There is a simple way to discover all the answers----GO OUT AND GET SMASHED !!!


----------



## Mesa (Mar 2, 2012)

I've never pulled when sober.

_"You don't drink? Alcohol has been a social lubricant for thousands of years. You think we're going to sit here and reinvent the f***ing wheel?"_ -Roger Dodger


----------



## jani (Jun 15, 2012)

I am Finnish and i don't drink.
Reasons: I will save my money&health.
I don't preach to others if they drink.
But i have found out that others have had problems with my choice.


----------



## Ramako (Apr 28, 2012)

I hate being anywhere close drunk. I feel ill and my digestive system works overtime.


----------



## EricABQ (Jul 10, 2012)

Well, the question "what is it like being drunk" is certainly an interesting one, but the answer will always be some variation of "depends on the person." I've known many drinkers in my life and am a quite regular enjoyer of alcohol myself. There is one school of thought that being drunk makes you more of what you are sober. This is certainly true of some people. For many, if they are chatty and friendly when sober, they will be moreso when tanked. Of course, I've seen the opposite, where friendly people became "likes to fight guy" when they have a few in them. So, saying what effect being drunk has on one's personality is only knowable through experience. Some people are fine, others become frighteningly unstable and dangerous.

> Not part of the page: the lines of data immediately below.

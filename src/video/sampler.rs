use base64::Engine;
use image::codecs::jpeg::JpegEncoder;
use image::RgbImage;
use serde::{Serialize, Serializer};
use tracing::debug;

use super::frame::FrameSample;
use crate::error::{PipelineError, Result};

/// Seekable decoded video.
///
/// Each `frame_at` call seeks, waits for the decoder and returns one frame,
/// so callers get strictly ordered, deterministic reads.
pub trait FrameSource {
    /// Clip length in seconds.
    fn duration_sec(&self) -> f64;

    /// Native `(width, height)` of the decoded stream.
    fn frame_size(&self) -> (u32, u32);

    /// Frame nearest `timestamp_sec`, resized to `width` keeping aspect ratio
    /// (`width == 0` keeps the native size).
    fn frame_at(&mut self, timestamp_sec: f64, width: u32) -> Result<RgbImage>;
}

impl<S: FrameSource + ?Sized> FrameSource for &mut S {
    fn duration_sec(&self) -> f64 {
        (**self).duration_sec()
    }

    fn frame_size(&self) -> (u32, u32) {
        (**self).frame_size()
    }

    fn frame_at(&mut self, timestamp_sec: f64, width: u32) -> Result<RgbImage> {
        (**self).frame_at(timestamp_sec, width)
    }
}

/// Timestamps `i / (count - 1) * duration` for `i in 0..count`.
pub fn uniform_timestamps(duration_sec: f64, count: usize) -> Vec<f64> {
    match count {
        0 => Vec::new(),
        1 => vec![0.0],
        _ => (0..count)
            .map(|i| i as f64 / (count - 1) as f64 * duration_sec)
            .collect(),
    }
}

fn checked_duration<S: FrameSource + ?Sized>(source: &S) -> Result<f64> {
    let duration = source.duration_sec();
    if !duration.is_finite() || duration <= 0.0 {
        return Err(PipelineError::decode(format!("video reports no usable duration ({duration})")));
    }
    Ok(duration)
}

/// Uniform sampling over the whole clip.
pub fn sample_uniform<S: FrameSource + ?Sized>(
    source: &mut S,
    count: usize,
    width: u32,
) -> Result<Vec<FrameSample>> {
    let duration = checked_duration(source)?;
    let mut frames = Vec::with_capacity(count);
    for (index, t) in uniform_timestamps(duration, count).into_iter().enumerate() {
        let pixels = source.frame_at(t, width)?;
        frames.push(FrameSample::new(index, t, pixels));
    }
    debug!(count = frames.len(), duration, width, "uniform sampling done");
    Ok(frames)
}

/// JPEG-encoded frame handed to the calling application.
#[derive(Debug, Clone, PartialEq, Serialize)]
#[serde(rename_all = "camelCase")]
pub struct EncodedFrame {
    pub timestamp_sec: f64,
    pub width: u32,
    pub height: u32,
    #[serde(rename = "jpegBase64", serialize_with = "serialize_base64")]
    pub jpeg: Vec<u8>,
}

fn serialize_base64<S: Serializer>(bytes: &[u8], serializer: S) -> std::result::Result<S::Ok, S::Error> {
    serializer.serialize_str(&base64::engine::general_purpose::STANDARD.encode(bytes))
}

pub fn encode_jpeg(image: &RgbImage, quality: u8) -> Result<Vec<u8>> {
    let mut buf = Vec::new();
    JpegEncoder::new_with_quality(&mut buf, quality.clamp(1, 100))
        .encode_image(image)
        .map_err(|e| PipelineError::decode(format!("failed to encode JPEG: {e}")))?;
    Ok(buf)
}

/// Re-seek and render a presentation frame.
pub fn capture_frame<S: FrameSource + ?Sized>(
    source: &mut S,
    timestamp_sec: f64,
    width: u32,
    quality: u8,
) -> Result<EncodedFrame> {
    let image = source.frame_at(timestamp_sec, width)?;
    let jpeg = encode_jpeg(&image, quality)?;
    Ok(EncodedFrame {
        timestamp_sec,
        width: image.width(),
        height: image.height(),
        jpeg,
    })
}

However, I do believe there are a few universal truths. Your reaction time will be slower, but you won't notice it yourself. Your decision making processes will certainly be affected. Those two things combined are not a real good combo, unfortunately.


----------



## EricABQ (Jul 10, 2012)

As for the other questions:

What are the different degrees of drunkeness?: 1. Buzzed. 2. Drunk. 3. Hammered. 4. Puking, fall down, plastered and you've just ruined your entire next day, which will be spent mostly praying for death.

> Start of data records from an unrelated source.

/// リード手首、無ければ検出できた手首の平均
fn hand_point(lm: &Landmarks, handedness: Handedness) -> Option<Point2> {
    if let Some(p) = lm.get(handedness.lead_wrist()) {
        return Some(p.into());
    }
    let wrists: Vec<Point2> = [Joint::LeftWrist, Joint::RightWrist]
        .iter()
        .filter_map(|&j| lm.get(j))
        .map(Point2::from)
        .collect();
    if wrists.is_empty() {
        return None;
    }
    let n = wrists.len() as f64;
    Some(Point2::new(
        wrists.iter().map(|p| p.x).sum::<f64>() / n,
        wrists.iter().map(|p| p.y).sum::<f64>() / n,
    ))
}

fn shoulder_angle(lm: &Landmarks) -> Option<f64> {
    let l = lm.get(Joint::LeftShoulder)?;
    let r = lm.get(Joint::RightShoulder)?;
    finite(line_angle_deg(l.into(), r.into()))
}

fn shoulder_rotation(frames: &[PoseFrame], phases: &PhaseIndices) -> Option<f64> {
    let top = shoulder_angle(landmarks_at(frames, phases.top)?)?;
    let impact = shoulder_angle(landmarks_at(frames, phases.impact)?)?;
    finite(angle_change_deg(top, impact))
}

fn hand_vs_chest(
    frames: &[PoseFrame],
    phases: &PhaseIndices,
    handedness: Handedness,
    scale: Option<f64>,
    rotation: Option<f64>,
    config: &MetricsConfig,
) -> HandVsChest {
    let hand_advance_norm = (|| {
        let top = hand_point(landmarks_at(frames, phases.top)?, handedness)?;
        let impact = hand_point(landmarks_at(frames, phases.impact)?, handedness)?;
        finite(top.distance(&impact) / scale?)
    })();

    let ratio = match (hand_advance_norm, rotation) {
        (Some(hand), Some(rot)) => {
            finite(hand / (rot / config.rotation_reference_deg).max(0.001))
        }
        _ => None,
    };

    HandVsChest {
        hand_advance_norm,
        shoulder_rotation_deg: rotation,
        ratio,
        classification: classify_hand_path(ratio, config),
    }
}

fn classify_hand_path(ratio: Option<f64>, config: &MetricsConfig) -> HandPathClass {
    match ratio {
        Some(r) if r >= config.hand_first_ratio => HandPathClass::HandFirst,
        Some(r) if r <= config.torso_first_ratio => HandPathClass::TorsoFirst,
        Some(_) => HandPathClass::Mixed,
        None => HandPathClass::Unclear,
    }
}

fn sway<F>(frames: &[PoseFrame], phases: &PhaseIndices, scale: Option<f64>, center: F) -> Option<Displacement>
where
    F: Fn(&Landmarks) -> Option<crate::pose::LandmarkPoint>,
{
    let from = point(frames, phases.address, &center)?;
    let to = point(frames, phases.top, &center)?;
    Some(Displacement::between(from, to, scale))
}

Are you dumber while drunk? Yes, but this mostly goes unnoticed by the drunk person and other drunk people. The designated driver is, unfortunately, painfully aware of this.

Less rational? Yes.

And if so, how less rational? Very much so. There is a reason the casinos in Vegas give out free alcohol.

What are you more inclined to do? A great number of things. Get in fights, spend money, call women who have rejected you, and, best of all, have sex with people you wouldn't otherwise have sex with.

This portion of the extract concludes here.